Patientensicherheit und zugleich Bindung von Mitarbeitenden

Die Instrumente des Risikomanagements sollen die Patientensicherheit erhöhen. Zugleich können sie angewandt werden, um Mitarbeitende zu gewinnen und langfristig zu binden. Oftmals sind die Ergebnisse einer erfolgreichen Personalpolitik identisch mit denen eines effektiven Risikomanagements. Es gilt zukünftig, die Ressource Mensch gut zu pflegen, also den Beschäftigten über alle Berufsgruppen hinweg einen attraktiven Arbeitsplatz zu bieten. Die zahlenmäßig kleinere nachfolgende Generation muss gefördert werden, damit sie möglichst lange und gesund in ihrem Beruf erwerbstätig bleibt. So kann der Wegfall der Babyboomer-Generation aus dem Arbeitsmarkt kompensiert und weiterhin eine hochwertige Patientenversorgung gewährleistet werden.

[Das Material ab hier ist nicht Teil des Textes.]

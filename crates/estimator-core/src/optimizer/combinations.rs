use super::*;
use std::collections::HashSet;

/// Enumerates every distinct sub-multiset of a list of lengths whose sum stays
/// at or below a ceiling.
#[derive(Debug, Clone)]
pub struct CombinationGenerator {
    ceiling: f64,
    budget: Option<usize>,
}

impl Default for CombinationGenerator {
    fn default() -> Self {
        Self::new(COMBINATION_CEILING)
    }
}

impl CombinationGenerator {
    pub fn new(ceiling: f64) -> Self {
        Self {
            ceiling,
            budget: None,
        }
    }

    /// Caps the number of search nodes a single `generate` call may visit.
    pub fn with_budget(mut self, budget: usize) -> Self {
        self.budget = Some(budget);
        self
    }

    pub fn ceiling(&self) -> f64 {
        self.ceiling
    }

    /// Depth-first enumeration over index positions. Results come back in
    /// discovery order, which is what best-fit tie-breaking relies on.
    pub fn generate(&self, lengths: &[f64]) -> Result<Vec<CombinationResult>> {
        let mut search = Search {
            lengths,
            ceiling: self.ceiling + LENGTH_EPSILON,
            budget: self.budget,
            visited: 0,
            path: Vec::with_capacity(lengths.len()),
            seen: HashSet::new(),
            results: Vec::new(),
        };
        search.extend(0, 0.0)?;
        Ok(search.results)
    }
}

struct Search<'a> {
    lengths: &'a [f64],
    ceiling: f64,
    budget: Option<usize>,
    visited: usize,
    path: Vec<f64>,
    seen: HashSet<Vec<u64>>,
    results: Vec<CombinationResult>,
}

impl Search<'_> {
    fn extend(&mut self, start: usize, sum: f64) -> Result<()> {
        // Values already branched on at this depth. A later equal value can only
        // reach multisets the earlier branch has already produced.
        let mut tried: Vec<f64> = Vec::new();

        for index in start..self.lengths.len() {
            let length = self.lengths[index];
            let next = sum + length;

            // Lengths are positive, so an overshoot can never come back down
            if next > self.ceiling || tried.contains(&length) {
                continue;
            }
            tried.push(length);

            self.visited += 1;
            if let Some(limit) = self.budget {
                if self.visited > limit {
                    return Err(EstimatorError::CombinationBudgetExceeded {
                        limit,
                        remaining: self.lengths.len(),
                    });
                }
            }

            self.path.push(length);
            self.record(next);
            self.extend(index + 1, next)?;
            self.path.pop();
        }

        Ok(())
    }

    fn record(&mut self, sum: f64) {
        let mut sorted = self.path.clone();
        sorted.sort_by(f64::total_cmp);
        let key: Vec<u64> = sorted.iter().map(|length| length.to_bits()).collect();

        if self.seen.insert(key) {
            self.results.push(CombinationResult {
                combination: self.path.clone(),
                sum,
            });
        }
    }
}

1 Destatis, Grunddaten der Krankenhäuser 2011 & 2017.
2 Raphael Peter (Institut für Epidemiologie und Medizinische Biometrie, Universität Ulm) und Hans Martin Hasselhorn (Bundesanstalt für Arbeitsschutz und Arbeitsmedizin, Berlin): „Arbeit, Alter, Gesundheit und Erwerbsteilhabe – Ein Modell“ in Bundesgesundheitsblatt – Gesundheitsforschung – Gesundheitsschutz 3, 2013.
3 Mathias Lohmer, Bernd Sprenger, Jochen von Wahlert: „Gesundes Führen. Life-Balance versus Burnout im Unternehmen“, Stuttgart, Schattauer GmbH, 2012.